In most GSS surveys between 1972 to 2006, Americans were asked for their views of spouses having "sex with a person other than spouse."
In the 1970s, around 70 percent said extramarital sex was "always wrong." Today, even more people - 80 percent or more - take this hard-line view. More than a few find adultery unforgivable.
Amid news of the Spitzer affair, Gallup and USA Today polled people on whether they would forgive their spouses for a sexual affair. Only 10 percent said they "definitely" would forgive straying mates. The largest group - 38 percent - "definitely" would not forgive.
American wedding vows typically have a sentence in there about forsaking all others. But according to Hollywood movies, myriad music lyrics and Mr. Dershowitz, there's nothing out there but cheatin' hearts. Does this mean that we are, um, a nation of hypocrites?
Well, maybe not.
The federal government conducts a National Survey of Family Growth (NSFG) every few years.
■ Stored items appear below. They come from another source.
//! Prelude for convenient imports.
//!
//! Re-exports what a typical caller needs to configure a renderer and render
//! views, in one line:
//!
//! ```rust
//! use piece_render::prelude::*;
//!
//! let renderer = ViewRenderer::with_store(
//!     Settings::new("/views", ".tpl"),
//!     MemoryStore::new(),
//! );
//! assert!(matches!(
//!     renderer.render("home", &Params::new()),
//!     Err(RenderError::NotFound { .. })
//! ));
//! ```

// Renderer and configuration
pub use crate::{Settings, ViewRenderer};

// Per-call data
pub use crate::{Params, RenderRequest};

// Stores and engines
pub use crate::{FileStore, FsStore, MemoryStore, MiniJinjaEngine, SimpleEngine, TemplateEngine};

// Output and errors
pub use crate::{BufferedResponse, OutputSink, RenderError, WriterSink};
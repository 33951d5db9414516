//! Where view and template sources come from.
//!
//! The renderer never touches the filesystem directly. It asks a
//! [`FileStore`] whether a resolved path exists and for its contents:
//!
//! - [`FsStore`]: reads from disk on every call, so edits show up on the
//!   next render without restarting
//! - [`MemoryStore`]: a fixed map of paths to sources, for tests and for
//!   applications that embed their views in the binary

use std::collections::HashMap;
use std::path::{Path, PathBuf};

use crate::error::RenderError;

/// Source of view and template files.
///
/// Implementations must be shareable across threads; the renderer may be
/// used from several request handlers at once.
pub trait FileStore: Send + Sync {
    /// Whether a file exists at `path`.
    fn exists(&self, path: &Path) -> bool;

    /// Reads the file at `path` as text.
    fn read(&self, path: &Path) -> Result<String, RenderError>;
}

/// Filesystem-backed store.
///
/// Files are decoded as UTF-8; invalid sequences are replaced with U+FFFD
/// instead of failing the render.
#[derive(Debug, Clone, Copy, Default)]
pub struct FsStore;

impl FsStore {
    /// Creates a filesystem store.
    pub fn new() -> Self {
        Self
    }
}

impl FileStore for FsStore {
    fn exists(&self, path: &Path) -> bool {
        path.is_file()
    }

    fn read(&self, path: &Path) -> Result<String, RenderError> {
        let bytes = std::fs::read(path)?;
        Ok(String::from_utf8_lossy(&bytes).into_owned())
    }
}

/// In-memory store keyed by resolved path.
///
/// # Example
///
/// ```rust
/// use piece_render::{FileStore, MemoryStore};
/// use std::path::Path;
///
/// let store = MemoryStore::new().with_file("/views/home.tpl", "@template('layout');hi");
/// assert!(store.exists(Path::new("/views/home.tpl")));
/// ```
#[derive(Debug, Clone, Default)]
pub struct MemoryStore {
    files: HashMap<PathBuf, String>,
}

impl MemoryStore {
    /// Creates an empty store.
    pub fn new() -> Self {
        Self::default()
    }

    /// Adds a file and returns the store, for chained construction.
    pub fn with_file(mut self, path: impl Into<PathBuf>, content: impl Into<String>) -> Self {
        self.insert(path, content);
        self
    }

    /// Adds or replaces a file.
    pub fn insert(&mut self, path: impl Into<PathBuf>, content: impl Into<String>) {
        self.files.insert(path.into(), content.into());
    }

    /// Number of files held.
    pub fn len(&self) -> usize {
        self.files.len()
    }

    /// Whether the store holds no files.
    pub fn is_empty(&self) -> bool {
        self.files.is_empty()
    }
}

impl FileStore for MemoryStore {
    fn exists(&self, path: &Path) -> bool {
        self.files.contains_key(path)
    }

    fn read(&self, path: &Path) -> Result<String, RenderError> {
        self.files.get(path).cloned().ok_or_else(|| {
            RenderError::Io(std::io::Error::new(
                std::io::ErrorKind::NotFound,
                format!("no such file in memory store: {}", path.display()),
            ))
        })
    }
}
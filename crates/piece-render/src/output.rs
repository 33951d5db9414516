//! Delivery of rendered markup.
//!
//! Rendering returns a string and never writes anywhere itself. An
//! [`OutputSink`] is the collaborator that takes the markup, and the optional
//! status code from a [`RenderRequest`](crate::RenderRequest), once rendering
//! has succeeded.
//!
//! - [`WriterSink`]: writes the body to any `io::Write`, optionally preceded
//!   by a CGI-style header block
//! - [`BufferedResponse`]: keeps status and body in memory for the host
//!   application's own response type

use std::io::Write;

use crate::error::RenderError;

/// Status used when a request does not set one.
pub const DEFAULT_STATUS: u16 = 200;

/// Receives the final markup of a successful render.
pub trait OutputSink {
    /// Delivers `body`, applying `status` when the caller provided one.
    fn write_response(&mut self, status: Option<u16>, body: &str) -> Result<(), RenderError>;
}

/// Writes rendered markup to an `io::Write`.
///
/// With headers enabled the body is preceded by
/// `Status: <code>\r\nContent-Type: text/html; charset=UTF-8\r\n\r\n`, the
/// form CGI hosts expect on stdout.
#[derive(Debug)]
pub struct WriterSink<W: Write> {
    writer: W,
    headers: bool,
}

impl<W: Write> WriterSink<W> {
    /// Creates a sink writing the bare body.
    pub fn new(writer: W) -> Self {
        Self {
            writer,
            headers: false,
        }
    }

    /// Creates a sink that writes a CGI header block before the body.
    pub fn with_headers(writer: W) -> Self {
        Self {
            writer,
            headers: true,
        }
    }

    /// Consumes the sink and returns the writer.
    pub fn into_inner(self) -> W {
        self.writer
    }
}

impl<W: Write> OutputSink for WriterSink<W> {
    fn write_response(&mut self, status: Option<u16>, body: &str) -> Result<(), RenderError> {
        if self.headers {
            write!(
                self.writer,
                "Status: {}\r\nContent-Type: text/html; charset=UTF-8\r\n\r\n",
                status.unwrap_or(DEFAULT_STATUS)
            )?;
        }
        self.writer.write_all(body.as_bytes())?;
        self.writer.flush()?;
        Ok(())
    }
}

/// An in-memory response: status and body.
#[derive(Debug, Clone, PartialEq, Eq)]
pub struct BufferedResponse {
    /// Response status; stays [`DEFAULT_STATUS`] unless a request sets one.
    pub status: u16,
    /// Accumulated body.
    pub body: String,
}

impl BufferedResponse {
    /// Creates an empty `200` response.
    pub fn new() -> Self {
        Self {
            status: DEFAULT_STATUS,
            body: String::new(),
        }
    }
}

impl Default for BufferedResponse {
    fn default() -> Self {
        Self::new()
    }
}

impl OutputSink for BufferedResponse {
    fn write_response(&mut self, status: Option<u16>, body: &str) -> Result<(), RenderError> {
        if let Some(status) = status {
            self.status = status;
        }
        self.body.push_str(body);
        Ok(())
    }
}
In 2002, it asked more than 12,000 people, aged 15 to 44, how many sexual partners they had in the last 12 months. There's a line for marital status, so the married people's answers could be identified.
Among the wives, 93 percent said they had one - repeat, one - sexual partner in the last 12 months. Of the husbands, 92 percent said they had sex with one partner.
So, yes, the NSFG showed there are cheatin' hound-dog spouses out there. Headlines show that some of them even reach high office.
But, taken together, these numbers indicate that as powerful as the 1960s sexual revolution was, it didn't lay a finger on this particular example of U.S. social mores. Adultery is still a "thou shalt not."
Cheryl Wetzstein's On the Family column appears Tuesday and Sundays. E-mail here..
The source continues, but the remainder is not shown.